What you need to do |
For the data that follows, state how many lines hold the string "GlobalDailyTotal", giving the number by itself.

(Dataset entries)
......

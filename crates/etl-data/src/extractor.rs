//! Flattening of the nested per-country timeline payload.
//!
//! The upstream answers with an array of
//! `{country, timeline: {cases: {date: n}, deaths: {date: n}, recovered?: {date: n}}}`
//! and this module turns it into one [`RawDailyPoint`] per `(country, date)`.

use std::collections::{BTreeMap, HashMap, HashSet};

use chrono::NaiveDate;
use etl_core::error::{EtlError, Result};
use etl_core::models::RawDailyPoint;
use serde::Deserialize;
use tracing::{debug, info};

/// Date key format used by the upstream (`1/22/20`).
const UPSTREAM_DATE_FORMAT: &str = "%m/%d/%y";

/// ISO date keys are accepted too.
const ISO_DATE_FORMAT: &str = "%Y-%m-%d";

// ── Payload shape ─────────────────────────────────────────────────────────────

/// One element of the upstream array.
#[derive(Debug, Clone, Deserialize)]
pub struct CountryTimeline {
    pub country: String,
    pub timeline: Timeline,
}

/// Cumulative series keyed by the upstream's date strings.
#[derive(Debug, Clone, Deserialize)]
pub struct Timeline {
    pub cases: BTreeMap<String, u64>,
    #[serde(default)]
    pub deaths: BTreeMap<String, u64>,
    #[serde(default)]
    pub recovered: BTreeMap<String, u64>,
}

// ── Public API ────────────────────────────────────────────────────────────────

/// Parse the raw payload text and flatten it.
///
/// Fails with [`EtlError::Parse`] when the text is not a JSON array of
/// timelines, or when a required field (`country`, `timeline.cases`) is
/// missing.
pub fn extract_from_str(payload: &str) -> Result<Vec<RawDailyPoint>> {
    let timelines: Vec<CountryTimeline> =
        serde_json::from_str(payload).map_err(|e| EtlError::Parse(e.to_string()))?;
    extract(&timelines)
}

/// Largest count accepted; the store keeps counts as signed 64-bit integers.
pub const MAX_COUNT: u64 = i64::MAX as u64;

/// Flatten already-decoded timelines into daily points.
///
/// One point is produced for every date in `cases`; missing `deaths` or
/// `recovered` entries for that date count as 0. Separate entries for the
/// same country (one per province upstream) are merged by summing their
/// counts. Two keys of one entry naming the same date (`1/22/20` and
/// `2020-01-22`) are a parse error, as is any count above [`MAX_COUNT`].
pub fn extract(timelines: &[CountryTimeline]) -> Result<Vec<RawDailyPoint>> {
    let mut points: Vec<RawDailyPoint> = Vec::new();
    let mut index: HashMap<(String, NaiveDate), usize> = HashMap::new();
    let mut merged = 0usize;

    for entry in timelines {
        let timeline = &entry.timeline;
        let mut seen: HashSet<NaiveDate> = HashSet::with_capacity(timeline.cases.len());
        for (key, &cases) in &timeline.cases {
            let date = parse_date_key(key).ok_or_else(|| {
                EtlError::Parse(format!(
                    "unrecognised date key {:?} for country {:?}",
                    key, entry.country
                ))
            })?;
            if !seen.insert(date) {
                return Err(EtlError::Parse(format!(
                    "date {} appears twice in one timeline for country {:?}",
                    date, entry.country
                )));
            }
            let deaths = timeline.deaths.get(key).copied().unwrap_or(0);
            let recovered = timeline.recovered.get(key).copied().unwrap_or(0);
            let counts = [cases, deaths, recovered];
            check_counts(&entry.country, date, counts)?;

            match index.get(&(entry.country.clone(), date)) {
                Some(&slot) => {
                    let point = &mut points[slot];
                    let summed = [
                        point.cumulative_cases.saturating_add(cases),
                        point.cumulative_deaths.saturating_add(deaths),
                        point.cumulative_recovered.saturating_add(recovered),
                    ];
                    check_counts(&entry.country, date, summed)?;
                    point.cumulative_cases = summed[0];
                    point.cumulative_deaths = summed[1];
                    point.cumulative_recovered = summed[2];
                    merged += 1;
                }
                None => {
                    index.insert((entry.country.clone(), date), points.len());
                    points.push(RawDailyPoint {
                        country: entry.country.clone(),
                        date,
                        cumulative_cases: cases,
                        cumulative_deaths: deaths,
                        cumulative_recovered: recovered,
                    });
                }
            }
        }
    }

    if merged > 0 {
        debug!("Merged {} duplicate (country, date) points", merged);
    }
    info!(
        "Extracted {} daily points from {} timelines",
        points.len(),
        timelines.len()
    );

    Ok(points)
}

/// Reject `[cases, deaths, recovered]` when any exceeds [`MAX_COUNT`].
fn check_counts(country: &str, date: NaiveDate, counts: [u64; 3]) -> Result<()> {
    if let Some(&count) = counts.iter().find(|&&c| c > MAX_COUNT) {
        return Err(EtlError::Parse(format!(
            "count {} for country {:?} on {} is out of range",
            count, country, date
        )));
    }
    Ok(())
}

/// Parse an upstream date key (`M/D/YY`) or an ISO `YYYY-MM-DD` key.
pub fn parse_date_key(key: &str) -> Option<NaiveDate> {
    let key = key.trim();
    NaiveDate::parse_from_str(key, UPSTREAM_DATE_FORMAT)
        .or_else(|_| NaiveDate::parse_from_str(key, ISO_DATE_FORMAT))
        .ok()
}

// ── Tests ─────────────────────────────────────────────────────────────────────
//! Text and JSON rendering of command results.

use etl_core::formatting::{format_count, format_pct, render_table};
use etl_core::models::{CountrySeriesPoint, CountryTotal, DateBounds, GlobalDailyTotal};
use etl_runtime::orchestrator::RunReport;
use serde::Serialize;

/// Pretty JSON for any serialisable result.
pub fn json<T: Serialize + ?Sized>(value: &T) -> anyhow::Result<String> {
    Ok(serde_json::to_string_pretty(value)?)
}

pub fn load_report(report: &RunReport) -> String {
    let mut out = format!(
        "Loaded {} rows for {} countries from {} raw points\n",
        format_count(report.load.rows as i64),
        format_count(report.load.countries as i64),
        format_count(report.extracted_points as i64),
    );
    if report.transform.duplicates_dropped > 0 || report.transform.coerced_growth > 0 {
        out.push_str(&format!(
            "Dropped {} duplicate points, coerced {} growth rates to 0\n",
            report.transform.duplicates_dropped, report.transform.coerced_growth
        ));
    }
    out.push_str(&format!(
        "Fetch {:.2}s, transform {:.2}s, load {:.2}s",
        report.fetch_seconds, report.transform_seconds, report.load_seconds
    ));
    out
}

pub fn load_report_json(report: &RunReport) -> anyhow::Result<String> {
    json(&serde_json::json!({
        "extracted_points": report.extracted_points,
        "rows": report.load.rows,
        "countries": report.load.countries,
        "duplicates_dropped": report.transform.duplicates_dropped,
        "coerced_growth": report.transform.coerced_growth,
        "fetch_seconds": report.fetch_seconds,
        "transform_seconds": report.transform_seconds,
        "load_seconds": report.load_seconds,
    }))
}

pub fn countries(names: &[String]) -> String {
    names.join("\n")
}

pub fn bounds(bounds: Option<DateBounds>) -> String {
    match bounds {
        Some(b) => format!("Earliest: {}\nLatest:   {}", b.min, b.max),
        None => "The store holds no data".to_string(),
    }
}

pub fn series(country: &str, points: &[CountrySeriesPoint]) -> String {
    let rows: Vec<Vec<String>> = points
        .iter()
        .map(|p| {
            vec![
                p.date.to_string(),
                format_count(p.new_cases_7day),
                format_pct(p.growth_rate_pct),
            ]
        })
        .collect();
    format!(
        "{}\n{}",
        country,
        render_table(&["Date", "New cases (7d)", "Growth"], &rows, &[false, true, true])
    )
}

pub fn global(totals: &[GlobalDailyTotal]) -> String {
    let rows: Vec<Vec<String>> = totals
        .iter()
        .map(|t| vec![t.date.to_string(), format_count(t.total_cases)])
        .collect();
    render_table(&["Date", "Total cases"], &rows, &[false, true])
}

pub fn top(totals: &[CountryTotal]) -> String {
    let rows: Vec<Vec<String>> = totals
        .iter()
        .enumerate()
        .map(|(i, t)| {
            vec![
                (i + 1).to_string(),
                t.country.clone(),
                t.latest_date.to_string(),
                format_count(t.total_cases),
            ]
        })
        .collect();
    render_table(
        &["#", "Country", "As of", "Total cases"],
        &rows,
        &[true, false, false, true],
    )
}

// ── Tests ──────────────────────────────────────────────────────────────────────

......

Solution to this task |
2